Pan-Driver-Negatives versus Epidermal Growth Factor Receptor Mutants for C-Stage IA Lung Adenocarcinoma with Ground-Glass Opacity.

PURPOSE

We aimed to verify the prognosis of epidermal growth factor receptor (EGFR) mutation of clinical (c)-stage IA lung adenocarcinoma with the ground-glass opacity (GGO) component.

METHODS

We evaluated 226 cases of surgically resected c-stage IA lung adenocarcinoma with GGO component. Endpoints were overall survival (OS) and recurrence-free survival (RFS). Kaplan-Meier analysis and the log-rank test were used to estimate the survival differences.
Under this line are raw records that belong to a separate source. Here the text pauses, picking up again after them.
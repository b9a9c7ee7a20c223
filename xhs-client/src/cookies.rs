use renderer_client::Cookie;

use crate::COOKIE_DOMAIN;

/// Split a raw `Cookie:` header string into discrete cookies scoped to the
/// platform domain. Fragments without `=` or with an empty name are skipped;
/// `=` inside a value is preserved.
pub fn parse_cookie_string(raw: &str) -> Vec<Cookie> {
    raw.split(';')
        .filter_map(|part| {
            let part = part.trim();
            let (name, value) = part.split_once('=')?;
            let name = name.trim();
            if name.is_empty() {
                return None;
            }
            Some(Cookie {
                name: name.to_string(),
                value: value.trim().to_string(),
                domain: COOKIE_DOMAIN.to_string(),
                path: "/".to_string(),
                http_only: false,
                secure: true,
                same_site: "Lax".to_string(),
            })
        })
        .collect()
}

#[cfg(test)]
mod tests {
    use super::*;

    #[test]
    fn test_parses_multiple_cookies() {
        let cookies = parse_cookie_string("a1=foo; webid=bar;web_session=baz");
        assert_eq!(cookies.len(), 3);
        assert_eq!(cookies[0].name, "a1");
        assert_eq!(cookies[0].value, "foo");
        assert_eq!(cookies[0].domain, ".xiaohongshu.com");
        assert_eq!(cookies[0].path, "/");
        assert!(cookies[0].secure);
        assert!(!cookies[0].http_only);
        assert_eq!(cookies[0].same_site, "Lax");
        assert_eq!(cookies[2].name, "web_session");
    }

    #[test]
    fn test_skips_malformed_fragments() {
        let cookies = parse_cookie_string("a1=foo; bare-token; =orphan; ;b2=ok");
        let names: Vec<&str> = cookies.iter().map(|c| c.name.as_str()).collect();
        assert_eq!(names, vec!["a1", "b2"]);
    }

    #[test]
    fn test_preserves_equals_inside_value() {
        let cookies = parse_cookie_string("token=abc=def==");
        assert_eq!(cookies.len(), 1);
        assert_eq!(cookies[0].value, "abc=def==");
    }

    #[test]
    fn test_empty_input() {
        assert!(parse_cookie_string("").is_empty());
        assert!(parse_cookie_string("  ;  ; ").is_empty());
    }
}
Prognostic factors were assessed using the univariable and multivariable Cox proportional hazards model.

RESULTS

Among the 226 cases, 177 cases harbored the EGFR-mutant adenocarcinoma with the GGO component. The mean duration of follow-up time was 54.4 ± 1.2 months. The 5-year OS and RFS did not differ significantly between the EGFR-mutant and wild-type groups (5-year OS 100% vs. 94.3%, hazard ratio [HR] 0.276, P = 0.168; 5-year RFS 94.7% vs. 95.7%, HR 0.873, P = 0.864). Multivariable Cox hazard model revealed that radiologically solid component size (P = 0.010) and pathological node-positive (P = 0.036) were significant predictors of an inferior RFS.

CONCLUSION

EGFR-mutant was not a prognostic factor of OS and RFS for c-stage IA lung adenocarcinoma with the GGO component. Radiologically solid component size and pathological lymph node status were independent prognostic factors of worse RFS.